Disbarred California attorney pleads guilty to $9.5 million crypto Ponzi. On May 29, DOJ announced that disbarred attorney David Kagel had pled guilty to running a cryptocurrency Ponzi scheme that defrauded victims of over $9.5 million. According to the announcement, Kagel, who is 85 years old, abused his trusted position as a longtime attorney to deceive victims with promises of high returns and fictional AI trading bots. To further the scam, Kagel fabricated a story about holding millions in bitcoin escrow, creating a false sense of security with official-looking letters on his firm's letterhead. In reality, Kagel and his co-conspirators admitted that they used victims’ funds for their own personal benefit. Kagel faces a maximum sentence of five years in prison, but the final sentencing will be determined in September.

Scammer behind fake Coinbase site pleads guilty to stealing $37 million. On May 20, the US Attorney’s Office for the Western District of North Carolina announced that Chirag Tomar, an Indian national who had stolen more than $37 million by spoofing the Coinbase website, had pleaded guilty. Tomar admitted to using a fake but similar URL to deceive users to enter their genuine Coinbase login credentials. He is charged with wire fraud conspiracy, which carries a maximum sentence of 20 years and a $250,000 fine.

Brothers arrested for stealing $25 million in 12-second Ethereum hack. On May 15, the US Attorney’s Office for the Southern District of New York announced it had arrested two brothers who managed exploit transaction ordering on the Ethereum blockchain to steal roughly $25 million dollars of virtual currency from traders on decentralized exchanges. The sophisticated exploit is commonly known as a Maximum Extractable Value (MEV) attack. According to the indictment, the brothers set up 16 of their own validators so they could manipulate the ordering of transactions and “bait” traders using bots to complete fraudulent transactions. The US Attorney’s Office suggests this prosecution is the first of its kind.

Ex-Cred LLC execs charged with $783 million crypto fraud scheme. On May 3, the US Attorney’s Office for the Northern District of California announced an indictment against Daniel Schatt, Joseph Podulka, and James Alexander, former executives at Cred LLC, a San Francisco-based financial services firm that specialized in making investments in cryptocurrencies and that filed for Chapter 11 bankruptcy on November 7, 2020. The indictment alleges the defendants all played a role in misleading Cred investors about the company’s financial health. They allegedly made false statements about Cred’s lending practices, claiming they were collateralized and hedged when they were not. Even after the value of cryptocurrency dropped significantly in March 2020, they assured investors Cred was solvent and insured, downplaying the seriousness of the situation. They allegedly continued to solicit new investments while discouraging existing ones from withdrawing funds. This allegedly allowed them to keep the company afloat for a while, but ultimately led to larger losses for investors, exceeding $783 million by the time Cred filed for bankruptcy.

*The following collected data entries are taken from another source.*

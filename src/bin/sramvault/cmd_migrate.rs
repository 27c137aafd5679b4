use anyhow::{Context, Result};
use std::path::PathBuf;

use SramVault::migrations;
use SramVault::SnapshotDb;

use crate::util::fmt_ts;

pub fn exec(db: PathBuf, json: bool) -> Result<()> {
    // open() создаёт БД при отсутствии и применяет миграции
    let sdb = SnapshotDb::open(&db).with_context(|| format!("open {}", db.display()))?;
    let ledger = migrations::applied(sdb.conn())?;

    if json {
        println!("{}", serde_json::to_string_pretty(&ledger)?);
        return Ok(());
    }
    for m in ledger {
        println!("{}  applied {}", m.name, fmt_ts(m.applied_ts_ms));
    }
    Ok(())
}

Bitcoin Jesus indicted for tax fraud worth $48 million. On April 30, the US Attorney’s Office for the Central District of California announced that a grand jury had indicted Roger Keith Ver, an early bitcoin investor who went by “Bitcoin Jesus,” for fraud and criminal tax charges. Authorities arrested Ver in Spain, who allegedly started buying bitcoin in 2011. He renounced his US citizenship in February 2014, which required him to file tax returns with the IRS reporting capital gains and pay an “exit tax.” By this point, Ver allegedly held 131,000 bitcoin. In 2017, he cashed out $240 million, on which he was required to pay tax to the US. Instead, he allegedly concealed the amounts from his accountant and reported no gains for that year. The IRS claims it was deprived $48 million.

STATE

Securities

Kentucky Department of Financial Institutions enters consent order with Celsius. On May 10, the Kentucky Department of Financial Institutions entered into a consent order with Celsius Network and its affiliates, a cryptocurrency firm that offered and sold interest-bearing digital asset accounts called the Celsius Earn Program (read more in our January 2023, February 2023, May 2023, and June 2023 issues). The consent order resolves the Department's investigation into whether Celsius Earn Program Accounts involved the offer and sale of unregistered securities by Celsius to retail investors, among other things. The consent order also follows Celsius’s filing of voluntary petitions for relief under Chapter 11 of the US Bankruptcy Code, under which Celsius proposes to distribute or manage substantially all of its assets to or for the benefit of its account holders. Under the consent order, Celsius agrees to cease and desist from violating the Securities Act of Kentucky, and the Department agrees not to impose any administrative fines, subject to certain conditions and reservations of rights. The consent order also contains provisions regarding Celsius’s public statements, testimonial obligations, and treatment of claims in the bankruptcy proceedings.

Virtual currency

Manhattan DA secures conviction of bitcoin ATM operator. On May 16, the Manhattan DA’s office announced a New York jury had convicted Robert Taylor for running an illegal bitcoin ATM business catering to criminals. Taylor operated unlicensed kiosks in laundromats and other locations, charging high fees in exchange for anonymity. Taylor advertised on Snapchat that customers did not need to provide identification or complete any KYC processes, and that his ATMs never had cameras. He also actively discouraged customers from telling others where the machines were. The investigation revealed that Taylor's business model attracted criminals and that he made more than $5 million in cash while failing to report his income accurately on tax returns.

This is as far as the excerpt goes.